(RECORDS FOR THE EXERCISE Opens)
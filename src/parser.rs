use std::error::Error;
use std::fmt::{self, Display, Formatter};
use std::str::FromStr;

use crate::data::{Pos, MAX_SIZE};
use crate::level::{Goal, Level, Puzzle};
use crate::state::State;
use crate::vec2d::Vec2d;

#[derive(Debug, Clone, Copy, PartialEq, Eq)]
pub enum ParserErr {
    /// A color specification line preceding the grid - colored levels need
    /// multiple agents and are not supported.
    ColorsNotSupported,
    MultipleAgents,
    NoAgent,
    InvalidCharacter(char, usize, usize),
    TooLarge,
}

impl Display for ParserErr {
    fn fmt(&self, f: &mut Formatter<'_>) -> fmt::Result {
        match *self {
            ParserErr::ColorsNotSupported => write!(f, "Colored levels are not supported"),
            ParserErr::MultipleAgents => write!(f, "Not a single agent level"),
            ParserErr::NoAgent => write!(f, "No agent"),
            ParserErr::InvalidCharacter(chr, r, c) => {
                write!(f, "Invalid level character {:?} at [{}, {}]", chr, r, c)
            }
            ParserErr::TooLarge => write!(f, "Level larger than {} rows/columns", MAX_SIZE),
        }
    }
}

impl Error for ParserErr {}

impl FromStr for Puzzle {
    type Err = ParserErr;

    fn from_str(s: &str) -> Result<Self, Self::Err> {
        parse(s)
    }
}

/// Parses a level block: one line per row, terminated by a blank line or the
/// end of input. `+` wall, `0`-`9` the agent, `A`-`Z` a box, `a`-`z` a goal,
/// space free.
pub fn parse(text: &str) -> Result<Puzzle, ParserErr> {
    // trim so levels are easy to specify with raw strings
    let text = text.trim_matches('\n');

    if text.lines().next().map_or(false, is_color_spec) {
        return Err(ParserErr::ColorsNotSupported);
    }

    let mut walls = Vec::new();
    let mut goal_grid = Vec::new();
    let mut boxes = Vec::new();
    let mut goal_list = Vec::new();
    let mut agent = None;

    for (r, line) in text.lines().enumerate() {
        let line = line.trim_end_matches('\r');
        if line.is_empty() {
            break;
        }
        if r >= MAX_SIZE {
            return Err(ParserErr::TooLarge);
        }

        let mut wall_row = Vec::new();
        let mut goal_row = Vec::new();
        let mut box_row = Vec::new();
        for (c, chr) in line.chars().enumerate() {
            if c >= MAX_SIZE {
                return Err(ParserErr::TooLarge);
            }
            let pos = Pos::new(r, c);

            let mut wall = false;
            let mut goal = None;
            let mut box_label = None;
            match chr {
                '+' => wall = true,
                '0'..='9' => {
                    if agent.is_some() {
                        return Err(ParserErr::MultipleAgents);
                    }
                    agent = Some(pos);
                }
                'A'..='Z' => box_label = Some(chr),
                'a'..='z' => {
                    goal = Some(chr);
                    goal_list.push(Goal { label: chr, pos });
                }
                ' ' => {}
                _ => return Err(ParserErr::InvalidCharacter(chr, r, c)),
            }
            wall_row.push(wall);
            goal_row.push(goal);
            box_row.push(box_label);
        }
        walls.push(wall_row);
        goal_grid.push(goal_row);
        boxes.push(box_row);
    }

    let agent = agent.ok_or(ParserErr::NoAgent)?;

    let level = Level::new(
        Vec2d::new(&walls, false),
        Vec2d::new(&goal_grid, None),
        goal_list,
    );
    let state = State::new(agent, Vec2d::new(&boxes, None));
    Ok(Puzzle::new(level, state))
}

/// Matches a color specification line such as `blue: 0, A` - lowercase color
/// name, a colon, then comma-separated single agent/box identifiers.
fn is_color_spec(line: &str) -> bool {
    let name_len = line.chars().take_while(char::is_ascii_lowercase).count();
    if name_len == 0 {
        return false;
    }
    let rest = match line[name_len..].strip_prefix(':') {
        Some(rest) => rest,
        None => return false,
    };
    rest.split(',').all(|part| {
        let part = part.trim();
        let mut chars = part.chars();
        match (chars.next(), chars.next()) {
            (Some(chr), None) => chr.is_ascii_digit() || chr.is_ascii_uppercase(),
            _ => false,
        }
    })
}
(RECORDS FOR THE EXERCISE Closes)
- [THE PROBLEM]: Give back each entry so that it matches the original word for word.

- [RESULT FOR THIS EXERCISE]:
filename src/parser.rs
use std::error::Error;
use std::fmt::{self, Display, Formatter};
use std::str::FromStr;

use crate::data::{Pos, MAX_SIZE};
use crate::level::{Goal, Level, Puzzle};
use crate::state::State;
use crate::vec2d::Vec2d;

#[derive(Debug, Clone, Copy, PartialEq, Eq)]
pub enum ParserErr {
    /// A color specification line preceding the grid - colored levels need
    /// multiple agents and are not supported.
    ColorsNotSupported,
    MultipleAgents,
    NoAgent,
    InvalidCharacter(char, usize, usize),
    TooLarge,
}

impl Display for ParserErr {
    fn fmt(&self, f: &mut Formatter<'_>) -> fmt::Result {
        match *self {
            ParserErr::ColorsNotSupported => write!(f, "Colored levels are not supported"),
            ParserErr::MultipleAgents => write!(f, "Not a single agent level"),
            ParserErr::NoAgent => write!(f, "No agent"),
            ParserErr::InvalidCharacter(chr, r, c) => {
                write!(f, "Invalid level character {:?} at [{}, {}]", chr, r, c)
            }
            ParserErr::TooLarge => write!(f, "Level larger than {} rows/columns", MAX_SIZE),
        }
    }
}

impl Error for ParserErr {}

impl FromStr for Puzzle {
    type Err = ParserErr;

    fn from_str(s: &str) -> Result<Self, Self::Err> {
        parse(s)
    }
}

/// Parses a level block: one line per row, terminated by a blank line or the
/// end of input. `+` wall, `0`-`9` the agent, `A`-`Z` a box, `a`-`z` a goal,
/// space free.
pub fn parse(text: &str) -> Result<Puzzle, ParserErr> {
    // trim so levels are easy to specify with raw strings
    let text = text.trim_matches('\n');

    if text.lines().next().map_or(false, is_color_spec) {
        return Err(ParserErr::ColorsNotSupported);
    }

    let mut walls = Vec::new();
    let mut goal_grid = Vec::new();
    let mut boxes = Vec::new();
    let mut goal_list = Vec::new();
    let mut agent = None;

    for (r, line) in text.lines().enumerate() {
        let line = line.trim_end_matches('\r');
        if line.is_empty() {
            break;
        }
        if r >= MAX_SIZE {
            return Err(ParserErr::TooLarge);
        }

        let mut wall_row = Vec::new();
        let mut goal_row = Vec::new();
        let mut box_row = Vec::new();
        for (c, chr) in line.chars().enumerate() {
            if c >= MAX_SIZE {
                return Err(ParserErr::TooLarge);
            }
            let pos = Pos::new(r, c);

            let mut wall = false;
            let mut goal = None;
            let mut box_label = None;
            match chr {
                '+' => wall = true,
                '0'..='9' => {
                    if agent.is_some() {
                        return Err(ParserErr::MultipleAgents);
                    }
                    agent = Some(pos);
                }
                'A'..='Z' => box_label = Some(chr),
                'a'..='z' => {
                    goal = Some(chr);
                    goal_list.push(Goal { label: chr, pos });
                }
                ' ' => {}
                _ => return Err(ParserErr::InvalidCharacter(chr, r, c)),
            }
            wall_row.push(wall);
            goal_row.push(goal);
            box_row.push(box_label);
        }
        walls.push(wall_row);
        goal_grid.push(goal_row);
        boxes.push(box_row);
    }

    let agent = agent.ok_or(ParserErr::NoAgent)?;

    let level = Level::new(
        Vec2d::new(&walls, false),
        Vec2d::new(&goal_grid, None),
        goal_list,
    );
    let state = State::new(agent, Vec2d::new(&boxes, None));
    Ok(Puzzle::new(level, state))
}

/// Matches a color specification line such as `blue: 0, A` - lowercase color
/// name, a colon, then comma-separated single agent/box identifiers.
fn is_color_spec(line: &str) -> bool {
    let name_len = line.chars().take_while(char::is_ascii_lowercase).count();
    if name_len == 0 {
        return false;
    }
    let rest = match line[name_len..].strip_prefix(':') {
        Some(rest) => rest,
        None => return false,
    };
    rest.split(',').all(|part| {
        let part = part.trim();
        let mut chars = part.chars();
        match (chars.next(), chars.next()) {
            (Some(chr), None) => chr.is_ascii_digit() || chr.is_ascii_uppercase(),
            _ => false,
        }
    })
}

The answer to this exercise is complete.